EXERCISE INSTRUCTIONS:
Go line by line through the data and copy those with the word "participants".

# # # #

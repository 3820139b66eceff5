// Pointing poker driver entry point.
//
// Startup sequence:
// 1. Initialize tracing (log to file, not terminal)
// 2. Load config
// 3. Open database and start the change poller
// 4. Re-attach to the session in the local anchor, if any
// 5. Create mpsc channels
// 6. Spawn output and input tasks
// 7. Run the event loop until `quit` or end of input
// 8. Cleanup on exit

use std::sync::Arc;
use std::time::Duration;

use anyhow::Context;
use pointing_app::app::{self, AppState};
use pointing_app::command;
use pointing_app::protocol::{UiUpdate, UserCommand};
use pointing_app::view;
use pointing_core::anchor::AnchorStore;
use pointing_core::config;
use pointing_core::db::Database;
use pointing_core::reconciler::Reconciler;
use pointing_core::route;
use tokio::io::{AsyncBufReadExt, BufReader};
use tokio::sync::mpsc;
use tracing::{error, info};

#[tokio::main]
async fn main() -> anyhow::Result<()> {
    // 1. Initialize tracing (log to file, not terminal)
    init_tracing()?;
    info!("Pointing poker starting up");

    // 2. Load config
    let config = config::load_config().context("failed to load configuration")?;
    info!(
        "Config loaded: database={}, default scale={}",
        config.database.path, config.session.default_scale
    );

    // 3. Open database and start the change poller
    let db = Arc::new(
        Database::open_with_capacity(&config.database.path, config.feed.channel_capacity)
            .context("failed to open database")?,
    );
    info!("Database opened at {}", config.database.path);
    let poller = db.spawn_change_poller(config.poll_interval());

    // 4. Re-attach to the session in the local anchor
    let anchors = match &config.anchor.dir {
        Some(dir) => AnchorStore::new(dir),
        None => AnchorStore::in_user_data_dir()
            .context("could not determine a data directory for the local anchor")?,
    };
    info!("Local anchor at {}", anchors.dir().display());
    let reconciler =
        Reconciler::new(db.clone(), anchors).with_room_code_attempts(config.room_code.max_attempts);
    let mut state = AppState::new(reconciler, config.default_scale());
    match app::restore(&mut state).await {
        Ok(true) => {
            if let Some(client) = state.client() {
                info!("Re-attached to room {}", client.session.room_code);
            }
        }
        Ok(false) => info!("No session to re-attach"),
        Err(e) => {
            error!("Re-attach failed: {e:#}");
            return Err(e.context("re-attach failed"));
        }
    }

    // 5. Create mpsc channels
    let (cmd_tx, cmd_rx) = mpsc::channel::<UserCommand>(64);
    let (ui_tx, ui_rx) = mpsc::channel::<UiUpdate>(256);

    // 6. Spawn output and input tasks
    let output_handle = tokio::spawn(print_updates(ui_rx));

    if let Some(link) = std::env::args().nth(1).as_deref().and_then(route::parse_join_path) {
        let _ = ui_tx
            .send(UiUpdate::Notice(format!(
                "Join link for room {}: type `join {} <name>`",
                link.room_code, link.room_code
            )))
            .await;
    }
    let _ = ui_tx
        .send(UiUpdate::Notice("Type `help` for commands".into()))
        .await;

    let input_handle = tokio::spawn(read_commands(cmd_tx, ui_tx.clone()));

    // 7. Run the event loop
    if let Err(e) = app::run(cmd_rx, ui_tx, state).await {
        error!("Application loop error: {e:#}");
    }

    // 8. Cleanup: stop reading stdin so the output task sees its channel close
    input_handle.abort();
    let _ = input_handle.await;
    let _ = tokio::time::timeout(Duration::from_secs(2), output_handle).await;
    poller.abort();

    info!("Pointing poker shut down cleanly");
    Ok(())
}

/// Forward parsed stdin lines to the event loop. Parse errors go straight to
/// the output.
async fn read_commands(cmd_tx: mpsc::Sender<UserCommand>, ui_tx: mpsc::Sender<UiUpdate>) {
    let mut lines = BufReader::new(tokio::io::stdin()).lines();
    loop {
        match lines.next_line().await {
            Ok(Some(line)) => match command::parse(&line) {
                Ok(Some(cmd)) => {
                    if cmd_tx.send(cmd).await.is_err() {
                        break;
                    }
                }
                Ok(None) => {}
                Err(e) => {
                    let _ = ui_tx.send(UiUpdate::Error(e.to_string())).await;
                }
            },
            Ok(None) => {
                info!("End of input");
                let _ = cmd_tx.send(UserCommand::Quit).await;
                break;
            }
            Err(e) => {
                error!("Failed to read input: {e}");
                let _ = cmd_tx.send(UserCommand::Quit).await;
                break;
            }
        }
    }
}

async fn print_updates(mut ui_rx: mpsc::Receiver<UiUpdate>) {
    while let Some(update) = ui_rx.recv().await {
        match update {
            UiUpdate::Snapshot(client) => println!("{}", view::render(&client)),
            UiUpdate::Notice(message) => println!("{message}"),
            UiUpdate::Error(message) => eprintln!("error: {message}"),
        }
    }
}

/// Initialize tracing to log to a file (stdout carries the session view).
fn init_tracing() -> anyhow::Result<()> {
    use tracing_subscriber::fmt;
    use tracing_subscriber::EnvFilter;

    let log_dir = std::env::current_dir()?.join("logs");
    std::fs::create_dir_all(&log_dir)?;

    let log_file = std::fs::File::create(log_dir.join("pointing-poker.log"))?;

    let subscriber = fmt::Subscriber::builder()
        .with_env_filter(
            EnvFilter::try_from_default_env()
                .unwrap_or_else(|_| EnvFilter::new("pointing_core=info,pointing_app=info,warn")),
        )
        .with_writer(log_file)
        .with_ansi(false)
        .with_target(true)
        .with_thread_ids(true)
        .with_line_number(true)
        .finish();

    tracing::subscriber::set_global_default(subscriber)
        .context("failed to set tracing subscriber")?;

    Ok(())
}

# # # #

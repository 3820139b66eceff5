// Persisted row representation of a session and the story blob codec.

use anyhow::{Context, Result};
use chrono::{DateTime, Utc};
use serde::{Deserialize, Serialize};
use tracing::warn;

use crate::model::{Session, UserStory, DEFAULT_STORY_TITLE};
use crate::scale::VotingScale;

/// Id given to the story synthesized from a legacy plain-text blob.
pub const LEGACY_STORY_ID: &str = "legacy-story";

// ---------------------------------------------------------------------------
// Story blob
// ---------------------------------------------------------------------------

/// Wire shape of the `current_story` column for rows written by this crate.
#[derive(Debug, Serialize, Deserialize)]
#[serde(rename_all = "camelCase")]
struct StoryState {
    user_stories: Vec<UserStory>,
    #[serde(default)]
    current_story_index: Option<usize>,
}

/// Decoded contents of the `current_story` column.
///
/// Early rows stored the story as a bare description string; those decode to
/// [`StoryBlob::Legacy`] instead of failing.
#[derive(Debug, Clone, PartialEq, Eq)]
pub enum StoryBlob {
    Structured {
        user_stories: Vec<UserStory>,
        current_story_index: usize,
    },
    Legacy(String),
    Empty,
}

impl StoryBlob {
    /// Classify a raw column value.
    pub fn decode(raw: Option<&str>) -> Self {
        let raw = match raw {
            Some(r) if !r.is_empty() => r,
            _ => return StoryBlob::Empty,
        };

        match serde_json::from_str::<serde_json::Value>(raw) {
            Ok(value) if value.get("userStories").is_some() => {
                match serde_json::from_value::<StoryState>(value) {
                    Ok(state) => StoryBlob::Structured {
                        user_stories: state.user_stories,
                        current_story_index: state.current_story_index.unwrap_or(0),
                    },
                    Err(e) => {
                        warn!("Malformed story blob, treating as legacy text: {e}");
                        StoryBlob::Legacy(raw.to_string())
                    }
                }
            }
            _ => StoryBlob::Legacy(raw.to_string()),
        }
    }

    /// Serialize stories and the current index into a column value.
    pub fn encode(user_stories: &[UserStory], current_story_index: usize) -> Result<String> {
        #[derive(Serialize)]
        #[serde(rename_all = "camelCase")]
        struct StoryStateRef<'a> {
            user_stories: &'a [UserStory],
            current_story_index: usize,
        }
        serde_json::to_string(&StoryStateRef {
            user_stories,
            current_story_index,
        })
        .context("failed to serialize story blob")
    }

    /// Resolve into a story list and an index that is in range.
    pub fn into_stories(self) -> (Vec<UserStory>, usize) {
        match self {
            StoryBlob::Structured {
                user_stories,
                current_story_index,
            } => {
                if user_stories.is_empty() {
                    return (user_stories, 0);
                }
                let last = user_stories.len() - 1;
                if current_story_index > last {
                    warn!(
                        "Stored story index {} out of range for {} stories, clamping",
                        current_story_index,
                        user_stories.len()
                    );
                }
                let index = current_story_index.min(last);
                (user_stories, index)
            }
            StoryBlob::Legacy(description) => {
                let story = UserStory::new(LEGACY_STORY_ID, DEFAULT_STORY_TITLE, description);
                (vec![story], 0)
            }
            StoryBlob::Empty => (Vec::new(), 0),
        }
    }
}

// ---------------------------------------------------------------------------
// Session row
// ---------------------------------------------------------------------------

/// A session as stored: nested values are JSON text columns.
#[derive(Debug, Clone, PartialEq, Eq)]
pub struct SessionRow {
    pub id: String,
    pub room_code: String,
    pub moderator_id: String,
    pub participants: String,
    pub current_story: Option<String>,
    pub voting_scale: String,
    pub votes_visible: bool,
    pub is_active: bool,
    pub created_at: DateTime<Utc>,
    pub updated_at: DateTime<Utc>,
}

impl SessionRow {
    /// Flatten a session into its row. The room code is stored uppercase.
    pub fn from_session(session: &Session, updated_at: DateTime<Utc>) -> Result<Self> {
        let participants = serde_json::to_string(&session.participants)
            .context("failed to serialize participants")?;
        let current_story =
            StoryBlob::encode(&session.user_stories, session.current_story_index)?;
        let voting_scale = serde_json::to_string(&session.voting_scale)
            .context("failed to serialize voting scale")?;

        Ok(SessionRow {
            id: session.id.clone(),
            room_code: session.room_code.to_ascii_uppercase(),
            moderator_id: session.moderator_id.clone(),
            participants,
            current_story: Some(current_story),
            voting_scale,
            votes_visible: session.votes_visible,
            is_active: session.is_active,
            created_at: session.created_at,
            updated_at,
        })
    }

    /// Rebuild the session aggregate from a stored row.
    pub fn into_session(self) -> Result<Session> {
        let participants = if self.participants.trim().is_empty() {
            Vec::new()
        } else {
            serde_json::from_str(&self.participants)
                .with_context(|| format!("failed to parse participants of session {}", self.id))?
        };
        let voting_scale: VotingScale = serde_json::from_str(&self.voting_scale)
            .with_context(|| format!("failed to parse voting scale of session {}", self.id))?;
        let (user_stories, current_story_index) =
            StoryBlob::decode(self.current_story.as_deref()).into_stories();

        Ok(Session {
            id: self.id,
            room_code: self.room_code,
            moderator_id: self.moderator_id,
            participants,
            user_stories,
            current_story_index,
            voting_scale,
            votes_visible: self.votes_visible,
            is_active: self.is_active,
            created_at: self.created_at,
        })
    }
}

# # # #

RESULT FOR THIS TASK:
    pub participants: String,
        let participants = serde_json::to_string(&session.participants)
            .context("failed to serialize participants")?;
            participants,
        let participants = if self.participants.trim().is_empty() {
            serde_json::from_str(&self.participants)
                .with_context(|| format!("failed to parse participants of session {}", self.id))?
            participants,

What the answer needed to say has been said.